* **DIRECTIONS FOR THIS TASK**: Scan the data below. Pull out each line where "holds" occurs.

(Saved entries)

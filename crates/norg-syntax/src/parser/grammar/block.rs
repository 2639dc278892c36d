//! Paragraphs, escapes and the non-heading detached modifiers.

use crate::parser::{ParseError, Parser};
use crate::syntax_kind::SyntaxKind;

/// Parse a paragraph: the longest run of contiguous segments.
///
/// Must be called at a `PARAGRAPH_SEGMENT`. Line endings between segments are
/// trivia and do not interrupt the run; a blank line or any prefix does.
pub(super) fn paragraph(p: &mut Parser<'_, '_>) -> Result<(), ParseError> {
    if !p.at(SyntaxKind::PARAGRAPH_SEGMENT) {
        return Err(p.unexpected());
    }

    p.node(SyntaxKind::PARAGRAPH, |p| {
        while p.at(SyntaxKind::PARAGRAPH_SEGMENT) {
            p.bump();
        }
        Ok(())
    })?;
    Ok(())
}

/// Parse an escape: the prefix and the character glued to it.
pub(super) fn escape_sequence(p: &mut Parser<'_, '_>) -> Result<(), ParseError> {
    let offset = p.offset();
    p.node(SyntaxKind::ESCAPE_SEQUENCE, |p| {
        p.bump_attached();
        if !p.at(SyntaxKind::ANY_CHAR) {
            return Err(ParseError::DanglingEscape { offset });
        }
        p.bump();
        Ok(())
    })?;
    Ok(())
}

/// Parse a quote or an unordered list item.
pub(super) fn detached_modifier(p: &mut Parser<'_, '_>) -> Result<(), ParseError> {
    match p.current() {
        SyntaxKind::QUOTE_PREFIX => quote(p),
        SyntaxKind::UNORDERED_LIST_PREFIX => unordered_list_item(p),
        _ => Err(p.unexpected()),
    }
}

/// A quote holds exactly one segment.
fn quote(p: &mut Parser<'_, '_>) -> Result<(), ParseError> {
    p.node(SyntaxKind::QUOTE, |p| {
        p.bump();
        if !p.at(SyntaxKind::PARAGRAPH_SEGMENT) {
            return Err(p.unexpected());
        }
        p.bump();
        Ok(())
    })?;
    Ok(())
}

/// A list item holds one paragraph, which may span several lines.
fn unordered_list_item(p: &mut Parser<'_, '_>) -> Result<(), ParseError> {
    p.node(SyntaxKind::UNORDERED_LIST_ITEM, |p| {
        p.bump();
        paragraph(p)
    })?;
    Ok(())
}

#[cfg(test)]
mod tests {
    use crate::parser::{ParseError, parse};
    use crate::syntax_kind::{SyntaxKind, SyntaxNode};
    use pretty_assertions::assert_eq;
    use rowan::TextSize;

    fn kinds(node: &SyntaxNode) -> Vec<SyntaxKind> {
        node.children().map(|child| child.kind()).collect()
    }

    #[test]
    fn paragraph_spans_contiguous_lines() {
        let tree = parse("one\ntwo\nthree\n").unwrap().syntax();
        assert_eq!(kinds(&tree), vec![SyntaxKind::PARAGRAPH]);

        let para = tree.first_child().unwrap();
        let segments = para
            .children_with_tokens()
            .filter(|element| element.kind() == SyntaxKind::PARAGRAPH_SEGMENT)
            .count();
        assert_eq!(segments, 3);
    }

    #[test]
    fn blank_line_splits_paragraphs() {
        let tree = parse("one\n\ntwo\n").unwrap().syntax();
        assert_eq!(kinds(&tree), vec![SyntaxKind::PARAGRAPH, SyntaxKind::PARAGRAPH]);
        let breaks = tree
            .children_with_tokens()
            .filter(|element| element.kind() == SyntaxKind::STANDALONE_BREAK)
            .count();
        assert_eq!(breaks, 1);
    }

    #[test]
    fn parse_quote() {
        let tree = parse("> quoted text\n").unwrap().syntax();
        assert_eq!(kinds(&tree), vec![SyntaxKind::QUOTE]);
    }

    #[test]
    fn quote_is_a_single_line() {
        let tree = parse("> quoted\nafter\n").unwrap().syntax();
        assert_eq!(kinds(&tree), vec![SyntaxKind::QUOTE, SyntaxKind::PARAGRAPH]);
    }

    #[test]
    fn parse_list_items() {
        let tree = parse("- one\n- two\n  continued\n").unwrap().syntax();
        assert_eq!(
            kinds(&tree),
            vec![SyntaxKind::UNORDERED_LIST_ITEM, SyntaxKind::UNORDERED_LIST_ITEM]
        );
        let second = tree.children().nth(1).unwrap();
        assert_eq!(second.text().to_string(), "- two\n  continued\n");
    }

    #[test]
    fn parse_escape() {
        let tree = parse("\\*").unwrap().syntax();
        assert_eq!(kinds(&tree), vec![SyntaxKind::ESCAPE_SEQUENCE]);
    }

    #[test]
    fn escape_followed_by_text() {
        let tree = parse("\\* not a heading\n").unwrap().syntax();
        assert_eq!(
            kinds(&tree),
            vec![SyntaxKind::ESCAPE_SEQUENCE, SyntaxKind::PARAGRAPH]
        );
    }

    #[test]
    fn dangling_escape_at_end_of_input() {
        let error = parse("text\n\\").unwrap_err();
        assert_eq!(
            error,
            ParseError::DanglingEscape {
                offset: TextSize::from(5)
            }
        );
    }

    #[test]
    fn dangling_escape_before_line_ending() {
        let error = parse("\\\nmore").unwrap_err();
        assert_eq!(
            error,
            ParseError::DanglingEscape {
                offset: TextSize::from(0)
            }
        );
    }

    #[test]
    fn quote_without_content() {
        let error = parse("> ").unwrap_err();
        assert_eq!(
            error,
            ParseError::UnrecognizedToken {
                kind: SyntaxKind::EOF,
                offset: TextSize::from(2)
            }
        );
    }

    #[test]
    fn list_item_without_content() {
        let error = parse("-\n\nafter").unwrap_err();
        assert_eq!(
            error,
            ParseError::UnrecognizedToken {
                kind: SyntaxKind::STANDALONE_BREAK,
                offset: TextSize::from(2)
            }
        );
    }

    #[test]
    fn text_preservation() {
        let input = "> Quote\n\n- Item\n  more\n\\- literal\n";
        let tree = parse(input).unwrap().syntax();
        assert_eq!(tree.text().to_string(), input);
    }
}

* **RESPONSE TO THE EXERCISE**:
/// A quote holds exactly one segment.
/// A list item holds one paragraph, which may span several lines.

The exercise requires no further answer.